Rougeole : une couverture vaccinale encore trop faible
Concernant la rougeole, bien que le vaccin soit intégré aux programmes de routine depuis des décennies, la transmission perdure. Pour stopper le virus, il est impératif d’atteindre un taux de protection de 95 % au sein de la population. Or, au Niger, plusieurs facteurs empêchent d’atteindre ce seuil :
- La rigidité des protocoles : Les vaccins fournis par GAVI se limitent souvent aux nourrissons de moins de 12 mois, ignorant les rappels nécessaires à 15 mois ou les enfants plus âgés.
- L’accessibilité : Les populations nomades ou vivant dans des zones de conflit ont un accès très limité aux centres de santé fixes.
Nouvelles stratégies et interventions sur le terrain
Pour pallier le manque de vaccins contre la méningite, l’utilisation de la ciprofloxacine en dose unique a montré des résultats prometteurs en zone rurale pour réduire la transmission.
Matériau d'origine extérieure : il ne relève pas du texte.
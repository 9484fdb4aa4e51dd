//! Router configuration for the whisperbox API.

use axum::{
    middleware,
    routing::{delete, get, post},
    Router,
};
use std::sync::Arc;
use tower::ServiceBuilder;
use tower_http::trace::TraceLayer;

use super::handlers::{
    accept_messages_status, check_username_unique, delete_message, get_messages, me, send_message,
    sign_in, sign_up, update_accept_messages, verify_code, AppState,
};
use super::middleware::{create_cors_layer, jwt_auth, JwtState};

/// Create the main API router.
pub fn create_router(
    app_state: Arc<AppState>,
    jwt_state: Arc<JwtState>,
    cors_origins: &[String],
) -> Router {
    // Routes open to anonymous callers
    let public_routes = Router::new()
        .route("/sign-up", post(sign_up))
        .route("/check-username-unique", get(check_username_unique))
        .route("/verify-code", post(verify_code))
        .route("/sign-in", post(sign_in))
        .route("/send-message", post(send_message));

    // Routes requiring a bearer token
    let protected_routes = Router::new()
        .route("/me", get(me))
        .route(
            "/accept-messages",
            get(accept_messages_status).post(update_accept_messages),
        )
        .route("/get-messages", get(get_messages))
        .route("/delete-message/:id", delete(delete_message));

    // Combine API routes
    let api_routes = Router::new().merge(public_routes).merge(protected_routes);

    // Clone jwt_state for the middleware closure
    let jwt_state_for_middleware = jwt_state.clone();

    // Build the main router with middleware
    Router::new()
        .nest("/api", api_routes)
        .layer(
            ServiceBuilder::new()
                .layer(TraceLayer::new_for_http())
                .layer(create_cors_layer(cors_origins))
                .layer(middleware::from_fn(move |req, next| {
                    let state = jwt_state_for_middleware.clone();
                    jwt_auth(state, req, next)
                })),
        )
        .with_state(app_state)
}

/// Create a health check router.
pub fn create_health_router() -> Router {
    Router::new().route("/health", get(health_check))
}

/// Health check handler.
async fn health_check() -> &'static str {
    "OK"
}

#[cfg(test)]
mod tests {
    use super::*;

    #[test]
    fn test_create_health_router() {
        let _router = create_health_router();
        // Should not panic
    }
}
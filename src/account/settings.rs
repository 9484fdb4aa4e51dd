//! Account settings for whisperbox.

use tracing::info;

use crate::db::{DbPool, User, UserRepository, UserUpdate};
use crate::error::{Result, WhisperError};

/// Set whether the user's mailbox accepts new anonymous messages.
///
/// Idempotent; returns the user with the new flag applied. Stored
/// messages are unaffected.
pub async fn set_accepting_messages(
    pool: &DbPool,
    user_id: i64,
    accepting: bool,
) -> Result<User> {
    let repo = UserRepository::new(pool);

    let user = repo
        .update(user_id, &UserUpdate::new().is_accepting_messages(accepting))
        .await?
        .ok_or_else(|| WhisperError::NotFound("User".to_string()))?;

    info!(
        username = %user.username,
        user_id = user.id,
        accepting = accepting,
        "Accept-messages flag updated"
    );

    Ok(user)
}

/// Fetch a user by id, reading the current state from the store.
pub async fn get_user(pool: &DbPool, user_id: i64) -> Result<User> {
    let repo = UserRepository::new(pool);
    repo.get_by_id(user_id)
        .await?
        .ok_or_else(|| WhisperError::NotFound("User".to_string()))
}
//! Web API module for whisperbox.
//!
//! This module provides the REST API: DTOs, the uniform response envelope,
//! JWT middleware, handlers, and the server itself.

pub mod dto;
pub mod error;
pub mod handlers;
pub mod middleware;
pub mod router;
pub mod server;

pub use error::ApiError;
pub use router::{create_health_router, create_router};
pub use server::WebServer;
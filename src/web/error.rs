//! API error handling for the whisperbox HTTP layer.

use axum::{
    http::StatusCode,
    response::{IntoResponse, Response},
    Json,
};

use crate::web::dto::ApiResponse;
use crate::WhisperError;

/// API error codes.
#[derive(Debug, Clone, Copy, PartialEq, Eq)]
pub enum ErrorCode {
    /// Bad request (400) - schema or validation violation.
    BadRequest,
    /// Unauthorized (401).
    Unauthorized,
    /// Forbidden (403).
    Forbidden,
    /// Not found (404).
    NotFound,
    /// Conflict (409) - uniqueness violation.
    Conflict,
    /// Gone (410) - expired verification code.
    Gone,
    /// Internal server error (500).
    InternalError,
}

impl ErrorCode {
    /// Get the HTTP status code for this error.
    pub fn status_code(&self) -> StatusCode {
        match self {
            ErrorCode::BadRequest => StatusCode::BAD_REQUEST,
            ErrorCode::Unauthorized => StatusCode::UNAUTHORIZED,
            ErrorCode::Forbidden => StatusCode::FORBIDDEN,
            ErrorCode::NotFound => StatusCode::NOT_FOUND,
            ErrorCode::Conflict => StatusCode::CONFLICT,
            ErrorCode::Gone => StatusCode::GONE,
            ErrorCode::InternalError => StatusCode::INTERNAL_SERVER_ERROR,
        }
    }
}

/// API error type.
///
/// Renders as the uniform envelope with `success: false`; the message is
/// the only detail a client ever sees.
#[derive(Debug)]
pub struct ApiError {
    code: ErrorCode,
    message: String,
}

impl ApiError {
    /// Create a new API error.
    pub fn new(code: ErrorCode, message: impl Into<String>) -> Self {
        Self {
            code,
            message: message.into(),
        }
    }

    /// Create a bad request error.
    pub fn bad_request(message: impl Into<String>) -> Self {
        Self::new(ErrorCode::BadRequest, message)
    }

    /// Create an unauthorized error.
    pub fn unauthorized(message: impl Into<String>) -> Self {
        Self::new(ErrorCode::Unauthorized, message)
    }

    /// Create a forbidden error.
    pub fn forbidden(message: impl Into<String>) -> Self {
        Self::new(ErrorCode::Forbidden, message)
    }

    /// Create a not found error.
    pub fn not_found(message: impl Into<String>) -> Self {
        Self::new(ErrorCode::NotFound, message)
    }

    /// Create a conflict error.
    pub fn conflict(message: impl Into<String>) -> Self {
        Self::new(ErrorCode::Conflict, message)
    }

    /// Create a gone error.
    pub fn gone(message: impl Into<String>) -> Self {
        Self::new(ErrorCode::Gone, message)
    }

    /// Create an internal server error.
    pub fn internal(message: impl Into<String>) -> Self {
        Self::new(ErrorCode::InternalError, message)
    }

    /// Create a bad request error from validator::ValidationErrors.
    ///
    /// Field messages are folded into the envelope message, sorted by field
    /// so the output is deterministic.
    pub fn from_validation_errors(errors: validator::ValidationErrors) -> Self {
        let mut parts: Vec<String> = errors
            .field_errors()
            .iter()
            .map(|(field, field_errors)| {
                let messages: Vec<String> = field_errors
                    .iter()
                    .map(|e| {
                        e.message
                            .as_ref()
                            .map(|m| m.to_string())
                            .unwrap_or_else(|| format!("Invalid value for {field}"))
                    })
                    .collect();
                format!("{}: {}", field, messages.join(", "))
            })
            .collect();
        parts.sort();

        Self::bad_request(format!("Validation failed: {}", parts.join("; ")))
    }
}

impl IntoResponse for ApiError {
    fn into_response(self) -> Response {
        let status = self.code.status_code();
        (status, Json(ApiResponse::<()>::failure(self.message))).into_response()
    }
}

impl std::fmt::Display for ApiError {
    fn fmt(&self, f: &mut std::fmt::Formatter<'_>) -> std::fmt::Result {
        write!(f, "{:?}: {}", self.code, self.message)
    }
}

impl std::error::Error for ApiError {}

impl From<WhisperError> for ApiError {
    fn from(err: WhisperError) -> Self {
        match &err {
            WhisperError::Validation(msg) => ApiError::bad_request(msg.clone()),
            WhisperError::Auth(msg) => ApiError::unauthorized(msg.clone()),
            WhisperError::Forbidden(msg) => ApiError::forbidden(msg.clone()),
            WhisperError::NotFound(_) => ApiError::not_found(err.to_string()),
            WhisperError::Conflict(msg) => ApiError::conflict(msg.clone()),
            WhisperError::CodeExpired => ApiError::gone("Verification code has expired"),
            _ => {
                tracing::error!("Internal error: {}", err);
                ApiError::internal("An internal error occurred")
            }
        }
    }
}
Parallèlement, des efforts massifs ont été déployés dans les régions de Tahoua et d’Agadez. Plus de 179 000 personnes ont bénéficié de campagnes de vaccination ciblées contre la rougeole et la méningite C.
L’une des solutions pour améliorer l’immunité globale consiste à adopter un calendrier vaccinal plus flexible, allant jusqu’à l’âge de 5 ans. Les interventions multiantigéniques, combinant par exemple les vaccins contre la rougeole, le pneumocoque et le vaccin pentavalent (diphtérie, tétanos, coqueluche, hépatite B et Hib), permettent de maximiser chaque contact avec les familles. Enfin, la vaccination des femmes en âge de procréer contre le tétanos reste une priorité pour garantir la protection des nouveau-nés.